Wednesday, February 23, 2011

It's Time To Off The Parents

I'm currently writing a middle-grade novel.  One obstacle in writing for children-- and for young adults-- is figuring out a way to get rid of the parents.  Why?  Because when it comes to saving the world, parents just get in the way.  

No conscientious adult would knowingly allow a child to date a vampire, or go on a quest against the gods to find a bolt of lightening, or have a direct face-off against the world's vilest wizard.   They just wouldn't.  Somewhere along the way, a parent would say, "Hold up.  That's too dangerous.  I really don't think you should walk down into that dark cave by yourself to chat with that evil monster who just wants to kill you." 

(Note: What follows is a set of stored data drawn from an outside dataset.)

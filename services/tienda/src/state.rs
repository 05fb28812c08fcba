use sea_orm::DatabaseConnection;

use crate::error::TiendaServiceError;
use crate::infra::db::{
    DbCartRepository, DbOrderRepository, DbPaymentTransactionRepository, DbProductRepository,
    DbUserRepository,
};
use crate::infra::stripe::StripeGateway;

/// Shared application state passed to every handler via axum `State`.
#[derive(Clone)]
pub struct AppState {
    pub db: DatabaseConnection,
    pub jwt_secret: String,
    /// `None` when no Stripe API key was configured; payment endpoints
    /// then answer 503.
    pub stripe: Option<StripeGateway>,
}

impl AppState {
    pub fn user_repo(&self) -> DbUserRepository {
        DbUserRepository {
            db: self.db.clone(),
        }
    }

    pub fn product_repo(&self) -> DbProductRepository {
        DbProductRepository {
            db: self.db.clone(),
        }
    }

    pub fn cart_repo(&self) -> DbCartRepository {
        DbCartRepository {
            db: self.db.clone(),
        }
    }

    pub fn order_repo(&self) -> DbOrderRepository {
        DbOrderRepository {
            db: self.db.clone(),
        }
    }

    pub fn payment_repo(&self) -> DbPaymentTransactionRepository {
        DbPaymentTransactionRepository {
            db: self.db.clone(),
        }
    }

    pub fn checkout_gateway(&self) -> Result<StripeGateway, TiendaServiceError> {
        self.stripe
            .clone()
            .ok_or(TiendaServiceError::PaymentNotConfigured)
    }
}
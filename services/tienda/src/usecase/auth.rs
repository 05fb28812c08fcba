use argon2::password_hash::SaltString;
use argon2::password_hash::rand_core::OsRng;
use argon2::{Argon2, PasswordHash, PasswordHasher, PasswordVerifier};
use chrono::Utc;
use jsonwebtoken::{DecodingKey, EncodingKey, Header, Validation, decode, encode};
use serde::{Deserialize, Serialize};
use std::time::{SystemTime, UNIX_EPOCH};
use uuid::Uuid;

use fundas_domain::user::UserRole;

use crate::domain::repository::UserRepository;
use crate::domain::types::User;
use crate::error::TiendaServiceError;

/// Access tokens live for 24 hours.
pub const ACCESS_TOKEN_TTL_SECS: u64 = 24 * 60 * 60;

/// Reserved admin account seeded at first startup.
pub const DEFAULT_ADMIN_EMAIL: &str = "admin@fundasdepatin.com";
pub const DEFAULT_ADMIN_PASSWORD: &str = "admin123";

/// JWT claims for access tokens.
#[derive(Debug, Serialize, Deserialize)]
pub struct TokenClaims {
    pub sub: String,
    pub role: u8,
    pub exp: u64,
}

fn now_secs() -> u64 {
    SystemTime::now()
        .duration_since(UNIX_EPOCH)
        .expect("system clock before UNIX epoch")
        .as_secs()
}

// ── Password hashing ─────────────────────────────────────────────────────────

/// Hash a password with Argon2id and a fresh random salt.
pub fn hash_password(password: &str) -> Result<String, TiendaServiceError> {
    let salt = SaltString::generate(&mut OsRng);
    let hash = Argon2::default()
        .hash_password(password.as_bytes(), &salt)
        .map_err(|e| TiendaServiceError::Internal(anyhow::anyhow!("password hash error: {e}")))?;
    Ok(hash.to_string())
}

/// Verify a password against a stored hash. A mismatch is `Ok(false)`;
/// only a malformed hash is an error.
pub fn verify_password(password: &str, hash: &str) -> Result<bool, TiendaServiceError> {
    let parsed = PasswordHash::new(hash)
        .map_err(|e| TiendaServiceError::Internal(anyhow::anyhow!("invalid hash format: {e}")))?;
    match Argon2::default().verify_password(password.as_bytes(), &parsed) {
        Ok(()) => Ok(true),
        Err(argon2::password_hash::Error::Password) => Ok(false),
        Err(e) => Err(TiendaServiceError::Internal(anyhow::anyhow!(
            "password verify error: {e}"
        ))),
    }
}

// ── Tokens ───────────────────────────────────────────────────────────────────

pub fn issue_access_token(
    user: &User,
    secret: &str,
) -> Result<(String, u64), TiendaServiceError> {
    let exp = now_secs() + ACCESS_TOKEN_TTL_SECS;
    let claims = TokenClaims {
        sub: user.id.to_string(),
        role: user.role.as_u8(),
        exp,
    };
    let token = encode(
        &Header::default(),
        &claims,
        &EncodingKey::from_secret(secret.as_bytes()),
    )
    .map_err(|e| TiendaServiceError::Internal(e.into()))?;
    Ok((token, exp))
}

/// Validate a bearer token (HS256, exp checked) and return its claims.
pub fn validate_token(token: &str, secret: &str) -> Result<TokenClaims, TiendaServiceError> {
    let mut validation = Validation::new(jsonwebtoken::Algorithm::HS256);
    validation.validate_exp = true;
    validation.required_spec_claims.clear();
    validation.set_required_spec_claims(&["exp", "sub"]);

    let data = decode::<TokenClaims>(
        token,
        &DecodingKey::from_secret(secret.as_bytes()),
        &validation,
    )
    .map_err(|_| TiendaServiceError::InvalidToken)?;

    Ok(data.claims)
}

/// Role gate for admin-only operations.
pub fn require_admin(user: &User) -> Result<(), TiendaServiceError> {
    if user.role.is_admin() {
        Ok(())
    } else {
        Err(TiendaServiceError::Forbidden)
    }
}

// ── Register ─────────────────────────────────────────────────────────────────

pub struct RegisterInput {
    pub name: String,
    pub email: String,
    pub password: String,
    pub phone: Option<String>,
    pub address: Option<String>,
    pub city: Option<String>,
    pub postal_code: Option<String>,
}

pub struct RegisterUseCase<R: UserRepository> {
    pub repo: R,
}

impl<R: UserRepository> RegisterUseCase<R> {
    pub async fn execute(&self, input: RegisterInput) -> Result<User, TiendaServiceError> {
        if self.repo.find_by_email(&input.email).await?.is_some() {
            return Err(TiendaServiceError::EmailAlreadyExists);
        }
        let user = User {
            id: Uuid::new_v4(),
            name: input.name,
            email: input.email,
            password_hash: hash_password(&input.password)?,
            phone: input.phone,
            address: input.address,
            city: input.city,
            postal_code: input.postal_code,
            role: UserRole::Customer,
            is_active: true,
            created_at: Utc::now(),
        };
        self.repo.create(&user).await?;
        Ok(user)
    }
}

// ── Login ────────────────────────────────────────────────────────────────────

#[derive(Debug)]
pub struct LoginOutput {
    pub user: User,
    pub access_token: String,
    pub access_token_exp: u64,
}

pub struct LoginUseCase<R: UserRepository> {
    pub repo: R,
    pub jwt_secret: String,
}

impl<R: UserRepository> LoginUseCase<R> {
    pub async fn execute(
        &self,
        email: &str,
        password: &str,
    ) -> Result<LoginOutput, TiendaServiceError> {
        let user = self
            .repo
            .find_by_email(email)
            .await?
            .ok_or(TiendaServiceError::InvalidCredentials)?;

        if !user.is_active || !verify_password(password, &user.password_hash)? {
            return Err(TiendaServiceError::InvalidCredentials);
        }

        let (access_token, access_token_exp) = issue_access_token(&user, &self.jwt_secret)?;
        Ok(LoginOutput {
            user,
            access_token,
            access_token_exp,
        })
    }
}

// ── Authenticate ─────────────────────────────────────────────────────────────

pub struct AuthenticateUseCase<R: UserRepository> {
    pub repo: R,
    pub jwt_secret: String,
}

impl<R: UserRepository> AuthenticateUseCase<R> {
    /// Resolve a bearer token to the user it references. Every defect
    /// (bad signature, expiry, malformed subject, unknown user) looks
    /// the same to the caller.
    pub async fn execute(&self, token: &str) -> Result<User, TiendaServiceError> {
        let claims = validate_token(token, &self.jwt_secret)?;
        let user_id = claims
            .sub
            .parse::<Uuid>()
            .map_err(|_| TiendaServiceError::InvalidToken)?;
        self.repo
            .find_by_id(user_id)
            .await?
            .ok_or(TiendaServiceError::InvalidToken)
    }
}

// ── ListUsers ────────────────────────────────────────────────────────────────

pub struct ListUsersUseCase<R: UserRepository> {
    pub repo: R,
}

impl<R: UserRepository> ListUsersUseCase<R> {
    pub async fn execute(&self) -> Result<Vec<User>, TiendaServiceError> {
        self.repo.list().await
    }
}

// ── Admin seeding ────────────────────────────────────────────────────────────

pub struct EnsureAdminUseCase<R: UserRepository> {
    pub repo: R,
}

impl<R: UserRepository> EnsureAdminUseCase<R> {
    /// Create the reserved admin account if it does not exist yet.
    /// Returns `true` when a new account was seeded.
    pub async fn execute(&self) -> Result<bool, TiendaServiceError> {
        if self.repo.find_by_email(DEFAULT_ADMIN_EMAIL).await?.is_some() {
            return Ok(false);
        }
        let admin = User {
            id: Uuid::new_v4(),
            name: "Administrador".to_owned(),
            email: DEFAULT_ADMIN_EMAIL.to_owned(),
            password_hash: hash_password(DEFAULT_ADMIN_PASSWORD)?,
            phone: None,
            address: None,
            city: None,
            postal_code: None,
            role: UserRole::Admin,
            is_active: true,
            created_at: Utc::now(),
        };
        self.repo.create(&admin).await?;
        Ok(true)
    }
}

So you have to get rid of the parents.  

The challenge is how to do this realistically and creatively.  I've only come up with a few ways to make this happen-- and none of them are that creative.  But I'm going to share them with you anyway:

First, you can kill them off.    Car accidents are always useful for this kind of thing.  Even better, you can  have them killed by the villain (that allows you the added bonus of giving the hero motive to go after said villain).   Killed in a plane crash, eaten by a monster, destroyed in some natural disaster--  really the options are endless (personally, mine get blown up in a grain silo explosion).  

The biggest obstacle with this choice is that it is so overdone.  Show me a child-hero and I can almost always show you an orphan.

A second option is to remove the parent from the scene of action.   Send them on a vacation, or off to work, or into the hospital.  It works even better if you get rid of the adult right at the moment they're needed most.  For example, an evil wizard is about to attack the school just as the headmaster is forced to give up his position (sound familiar?)  You can also move the child.  Send them on vacation or away to school. 

The problem with this choice is that usually when a responsible parent goes away, they leave a another responsible adult in their place.  If they don't, you have to provide a valid reason why.  Which means you're pretty much right back to where you started. 

This leads to the third option.  Give the parent (or other adult) a huge character flaw.  They can be crazy, complete idiots, or even evil.   This way, they are either oblivious to the danger of sending their child into that creepy cave all alone, or they're aware of it but have no qualms about sending them anyway.

The biggest problem with this choice is realism.  Seriously, wouldn't a loving parent at least have some idea that their child is dating a vampire?   And if crazy or evil is your method of choice, it's very difficult to portray a totally dysfunctional parent raising a totally well-adjusted child.  There's got to be some kind of fall-out.  Good authors can sometimes use this dysfunction as the very thing that makes the child a hero-- but it's tricky to do.

So what are some other options?  Does anyone out there have a brilliant way to get rid of the parents without killing them, sending them away, or making them crazy and evil?  But be warned, if you share it, I just might use it!


  1. I don't know, but if I see one more movie where the dad is a workaholic and doesn't spend enough time with the kids---I may just have to write something myself and give it a fresh twist. It's so overdone.

  2. Change the rules. For example, in a genetically advanced society you are now considered an adult by the time you are 14, and should be a productive member of society, working and living in your own place. Or, as has been done brilliantly by C.S. Lewis, change the rules of time.